Images of this individual: tag all
Tiny White Bug - Linopodes Linopedes sp. - Linopodes

Moved from Mites and Ticks.

Difficult Identification
Well these guys are all over the place near the slime mold. and in more than one location near slime mold and some other fungi. Other than a few other springtails (mostly globular), they out-number everything 10-1 if that helps.

Being so tiny, and on hte move, and hardly able to see them through the view finder for any manual focus, it's been hit-n-miss.

I'd like to get a macro, but needs to be something I can carry around, can hand-hold without a tripod, etc. That might give me some benefit with these really small guys. Suggestions welcome (I shoot a Canon Rebel T6i at present, but considering getting a second camera)

Moved from ID Request.

I'm not sure how far the ID can be taken from this shot, but let's see what the experts have to say.

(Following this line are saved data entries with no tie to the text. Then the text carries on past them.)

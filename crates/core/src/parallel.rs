//! Parallel hierarchical processor (HiLAMParallel).
//!
//! All levels are concatenated into one node tensor and all mesh edges
//! (same-level, then up, then down) into one edge tensor. Each processor
//! layer is a single interaction net over the combined edge index, with one
//! edge MLP per edge set and one aggregation MLP per level. Messages are
//! always summed at the receivers.

use candle_nn::VarBuilder;

use lam_common::{EdgeIndex, GraphConfig, LevelPartition, MeshGraph};

use crate::error::Result;
use crate::hierarchical::MeshReps;
use crate::interaction::{InteractionConfig, InteractionNet};

pub struct ParallelProcessor {
    nets: Vec<InteractionNet>,
    node_partition: LevelPartition,
    edge_partition: LevelPartition,
    num_levels: usize,
}

/// Edge index over the concatenated levels, ordered same-level (per level),
/// up (per level pair), down (per level pair), with matching chunk sizes.
pub fn combined_edge_index(mesh: &MeshGraph) -> Result<(EdgeIndex, LevelPartition)> {
    let partition = mesh.level_partition();
    let offsets = partition.offsets();
    let mut senders = Vec::new();
    let mut receivers = Vec::new();
    let mut sections = Vec::new();
    let mut push = |index: &EdgeIndex, send_offset: usize, rec_offset: usize| {
        let (s, r) = index.shifted(send_offset, rec_offset);
        sections.push(s.len());
        senders.extend(s);
        receivers.extend(r);
    };
    for (l, level) in mesh.levels().iter().enumerate() {
        push(level.m2m().index(), offsets[l], offsets[l]);
    }
    for (l, up) in mesh.up().iter().enumerate() {
        push(up.index(), offsets[l], offsets[l + 1]);
    }
    for (l, down) in mesh.down().iter().enumerate() {
        push(down.index(), offsets[l + 1], offsets[l]);
    }
    let total = partition.total();
    let index = EdgeIndex::new("mesh", senders, receivers, total, total)?;
    Ok((index, LevelPartition::new(sections)))
}

impl ParallelProcessor {
    pub fn new(mesh: &MeshGraph, cfg: &GraphConfig, vb: VarBuilder) -> Result<Self> {
        let node_partition = mesh.level_partition();
        let (index, edge_partition) = combined_edge_index(mesh)?;
        let net_cfg = InteractionConfig::new(cfg.hidden_dim, cfg.hidden_layers)
            .chunks(edge_partition.clone(), node_partition.clone());
        let nets = (0..cfg.processor_layers)
            .map(|i| InteractionNet::new(&index, &net_cfg, vb.pp(i.to_string())))
            .collect::<Result<Vec<_>>>()?;
        tracing::info!(
            layers = cfg.processor_layers,
            nodes = node_partition.total(),
            edges = index.len(),
            "Parallel hierarchical processor"
        );
        Ok(Self {
            nets,
            node_partition,
            edge_partition,
            num_levels: mesh.num_levels(),
        })
    }

    /// Run every layer on the joined representations. With zero layers the
    /// representations are returned unchanged.
    pub fn step(&self, reps: MeshReps) -> Result<MeshReps> {
        if self.nets.is_empty() {
            return Ok(reps);
        }
        let mut mesh_rep = self.node_partition.concat(&reps.levels, 1)?;
        let edges: Vec<_> = reps
            .same
            .into_iter()
            .chain(reps.up)
            .chain(reps.down)
            .collect();
        let mut edge_rep = self.edge_partition.concat(&edges, 1)?;

        for net in &self.nets {
            (mesh_rep, edge_rep) = net.forward(&mesh_rep, &mesh_rep, &edge_rep)?;
        }

        let levels = self.node_partition.split(&mesh_rep, 1)?;
        let mut edges = self.edge_partition.split(&edge_rep, 1)?;
        let down = edges.split_off(2 * self.num_levels - 1);
        let up = edges.split_off(self.num_levels);
        Ok(MeshReps {
            levels,
            same: edges,
            up,
            down,
        })
    }
}

#[cfg(test)]
mod tests {
    use super::*;
    use candle_core::{DType, Device, Tensor};
    use candle_nn::VarMap;
    use lam_common::{build_rect_graph, Aggregation, EdgeSet, MeshLevel};

    fn reps(mesh: &MeshGraph, b: usize, h: usize) -> MeshReps {
        let dev = Device::Cpu;
        let t = |n: usize| Tensor::randn(0f32, 1.0, (b, n, h), &dev).unwrap();
        MeshReps {
            levels: mesh.levels().iter().map(|l| t(l.num_nodes())).collect(),
            same: mesh.levels().iter().map(|l| t(l.m2m().num_edges())).collect(),
            up: mesh.up().iter().map(|e| t(e.num_edges())).collect(),
            down: mesh.down().iter().map(|e| t(e.num_edges())).collect(),
        }
    }

    fn processor_with(mesh: &MeshGraph, varmap: &VarMap, layers: usize, mesh_aggr: Aggregation) -> ParallelProcessor {
        let cfg = GraphConfig {
            hidden_dim: 8,
            processor_layers: layers,
            mesh_aggr,
            ..Default::default()
        };
        let vb = VarBuilder::from_varmap(varmap, DType::F32, &Device::Cpu);
        ParallelProcessor::new(mesh, &cfg, vb).unwrap()
    }

    fn processor(mesh: &MeshGraph, layers: usize) -> ParallelProcessor {
        processor_with(mesh, &VarMap::new(), layers, Aggregation::Sum)
    }

    fn values(t: &Tensor) -> Vec<f32> {
        t.flatten_all().unwrap().to_vec1().unwrap()
    }

    fn edge_set(name: &str, senders: Vec<u32>, receivers: Vec<u32>, n_s: usize, n_r: usize) -> EdgeSet {
        let m = senders.len();
        let index = EdgeIndex::new(name, senders, receivers, n_s, n_r).unwrap();
        EdgeSet::new(name, index, Tensor::ones((m, 3), DType::F32, &Device::Cpu).unwrap()).unwrap()
    }

    /// Two levels of 3 and 2 nodes. Only level-0 node 0 receives a down edge.
    fn two_level_mesh() -> MeshGraph {
        let level = |name: &str, n: usize, s: Vec<u32>, r: Vec<u32>| {
            let features = Tensor::ones((n, 2), DType::F32, &Device::Cpu).unwrap();
            MeshLevel::new(name, features, edge_set(name, s, r, n, n)).unwrap()
        };
        let levels = vec![
            level("m2m.0", 3, vec![2, 0, 1], vec![0, 1, 2]),
            level("m2m.1", 2, vec![0, 1], vec![1, 0]),
        ];
        let up = vec![edge_set("mesh_up.0", vec![0, 2], vec![0, 1], 3, 2)];
        let down = vec![edge_set("mesh_down.0", vec![0], vec![0], 2, 3)];
        MeshGraph::new(levels, up, down).unwrap()
    }

    #[test]
    fn combined_index_offsets_levels() {
        let topo = build_rect_graph(12, 12, 2).unwrap();
        let mesh = &topo.mesh;
        let (index, sections) = combined_edge_index(mesh).unwrap();
        let n0 = mesh.levels()[0].num_nodes() as u32;
        assert_eq!(sections.len(), 4);
        assert_eq!(sections.total(), index.len());

        let offsets = sections.offsets();
        // up edges: senders on level 0, receivers on level 1
        let up = offsets[2]..offsets[3];
        assert!(index.senders()[up.clone()].iter().all(|&s| s < n0));
        assert!(index.receivers()[up].iter().all(|&r| r >= n0));
        // down edges: the reverse
        let down = offsets[3]..index.len();
        assert!(index.senders()[down.clone()].iter().all(|&s| s >= n0));
        assert!(index.receivers()[down].iter().all(|&r| r < n0));
    }

    #[test]
    fn zero_layers_is_identity() {
        let topo = build_rect_graph(12, 12, 3).unwrap();
        let p = processor(&topo.mesh, 0);
        let input = reps(&topo.mesh, 2, 8);
        let out = p.step(input.clone()).unwrap();
        for (a, b) in input.levels.iter().zip(&out.levels) {
            let a: Vec<f32> = a.flatten_all().unwrap().to_vec1().unwrap();
            let b: Vec<f32> = b.flatten_all().unwrap().to_vec1().unwrap();
            assert_eq!(a, b);
        }
    }

    #[test]
    fn step_preserves_every_shape() {
        let topo = build_rect_graph(12, 12, 3).unwrap();
        let p = processor(&topo.mesh, 2);
        let input = reps(&topo.mesh, 2, 8);
        let out = p.step(input.clone()).unwrap();
        assert_eq!(out.same.len(), 3);
        assert_eq!(out.up.len(), 2);
        assert_eq!(out.down.len(), 2);
        let all_in = input.levels.iter().chain(&input.same).chain(&input.up).chain(&input.down);
        let all_out = out.levels.iter().chain(&out.same).chain(&out.up).chain(&out.down);
        for (a, b) in all_in.zip(all_out) {
            assert_eq!(a.dims(), b.dims());
        }
    }

    #[test]
    fn batch_members_are_independent() {
        let topo = build_rect_graph(12, 12, 3).unwrap();
        let p = processor(&topo.mesh, 2);
        let input = reps(&topo.mesh, 2, 8);
        let first = |r: &MeshReps| MeshReps {
            levels: r.levels.iter().map(|t| t.narrow(0, 0, 1).unwrap()).collect(),
            same: r.same.iter().map(|t| t.narrow(0, 0, 1).unwrap()).collect(),
            up: r.up.iter().map(|t| t.narrow(0, 0, 1).unwrap()).collect(),
            down: r.down.iter().map(|t| t.narrow(0, 0, 1).unwrap()).collect(),
        };
        let batched = first(&p.step(input.clone()).unwrap());
        let alone = p.step(first(&input)).unwrap();
        for (a, b) in batched.levels.iter().zip(&alone.levels) {
            for (x, y) in values(a).iter().zip(values(b)) {
                assert!((x - y).abs() < 1e-5, "{x} vs {y}");
            }
        }
    }

    #[test]
    fn level_chunks_only_see_their_own_edges() {
        let mesh = two_level_mesh();
        let p = processor(&mesh, 1);
        let input = reps(&mesh, 2, 8);
        let mut shifted = input.clone();
        shifted.levels[1] = shifted.levels[1].affine(1.0, 1.0).unwrap();

        let base = p.step(input).unwrap();
        let moved = p.step(shifted).unwrap();
        let rows = |r: &MeshReps, start: usize, len: usize| values(&r.levels[0].narrow(1, start, len).unwrap());
        // node 0 hears level 1 through the down edge
        assert_ne!(rows(&base, 0, 1), rows(&moved, 0, 1));
        // nodes 1 and 2 only hear level 0
        assert_eq!(rows(&base, 1, 2), rows(&moved, 1, 2));
    }

    #[test]
    fn mesh_aggregation_option_is_ignored() {
        let topo = build_rect_graph(12, 12, 2).unwrap();
        let varmap = VarMap::new();
        let summed = processor_with(&topo.mesh, &varmap, 1, Aggregation::Sum);
        let averaged = processor_with(&topo.mesh, &varmap, 1, Aggregation::Mean);
        let input = reps(&topo.mesh, 1, 8);
        let a = summed.step(input.clone()).unwrap();
        let b = averaged.step(input).unwrap();
        for (x, y) in a.levels.iter().zip(&b.levels) {
            assert_eq!(values(x), values(y));
        }
    }
}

Prostigmata: Eupodidae/Cocceupodidae: Linopodes
Mites of the genus Linopodes have very long antenniform first legs. I see that Bugguide has placed them in the new family Cocceupodidae instead of its original Eupodidae. I'm not sure how well accepted that split is, but I'm not an expert on the Eupodina.

Linopodes sp.
Thanks. I had just come to the conclusion that they were likely mites, after determining with some certaintly that they did have 8 legs, appearing to use 6 for locomotion, and 2 for sensing, or I've seen it suggested these might be use for feeding (retrieving spores). I'm adding one better picture I found, that also shows other parts near the head (short antennae, mouth parts, or something else?), and a link to a few more. 90% of those I'm seeing seem a definitive white, although I've spotted a few that seem a light tan or pink. Of course, as this scale, and using a flash, the apparent color I'm seeing may not be completely accurate.